Structured arrays (aka “Record arrays”)

Structured Arrays (and Record Arrays)


Numpy provides powerful capabilities to create arrays of structs or records. These arrays permit one to manipulate the data by the structs or by fields of the struct. A simple example will show what is meant.:

>>> x = np.zeros((2,),dtype=('i4,f4,a10'))
>>> x[:] = [(1,2.,'Hello'),(2,3.,"World")]
>>> x
array([(1, 2.0, 'Hello'), (2, 3.0, 'World')],
     dtype=[('f0', '>i4'), ('f1', '>f4'), ('f2', '|S10')])

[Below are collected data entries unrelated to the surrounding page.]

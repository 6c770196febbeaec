use axum::{
    Json,
    extract::State,
    http::HeaderMap,
    response::IntoResponse,
};
use tracing::debug;

use crate::{
    api::{app_state::AppState, dto::survey_dto::*, handlers::extract_visitor_id},
    error::AppError,
};

/// List the surveys this visitor has not completed yet
pub async fn list_surveys(
    State(state): State<AppState>,
    headers: HeaderMap,
) -> Result<impl IntoResponse, AppError> {
    let visitor_id = extract_visitor_id(&headers);
    debug!("Listing available surveys for visitor {}", visitor_id);

    let listings = state.flow_service.list_available(&visitor_id).await?;

    let surveys: Vec<SurveyInfoResponse> = listings
        .into_iter()
        .map(|l| SurveyInfoResponse {
            survey_id: l.survey_id,
            title: l.title,
            instructions: l.instructions,
            question_count: l.question_count,
        })
        .collect();

    let response = SurveyListResponse {
        total: surveys.len(),
        surveys,
    };

    Ok(Json(response))
}
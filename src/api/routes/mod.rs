//! 路由模块

pub mod survey_routes;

Here we have created a one-dimensional array of length 2. Each element of this array is a record that contains three items, a 32-bit integer, a 32-bit float, and a string of length 10 or less. If we index this array at the second position we get the second record:

>>> x[1]

Conveniently, one can access any field of the array by indexing using the string that names that field. In this case the fields have received the default names ‘f0’, ‘f1’ and ‘f2’.

>>> y = x['f1']
>>> y
array([ 2.,  3.], dtype=float32)
>>> y[:] = 2*y
>>> y
array([ 4.,  6.], dtype=float32)
>>> x
array([(1, 4.0, 'Hello'), (2, 6.0, 'World')],
      dtype=[('f0', '>i4'), ('f1', '>f4'), ('f2', '|S10')])

In these examples, y is a simple float array consisting of the 2nd field in the record. But, rather than being a copy of the data in the structured array, it is a view, i.e., it shares exactly the same memory locations. Thus, when we updated this array by doubling its values, the structured array shows the corresponding values as doubled as well. Likewise, if one changes the record, the field view also changes:

>>> x[1] = (-1,-1.,"Master")
>>> x
array([(1, 4.0, 'Hello'), (-1, -1.0, 'Master')],
      dtype=[('f0', '>i4'), ('f1', '>f4'), ('f2', '|S10')])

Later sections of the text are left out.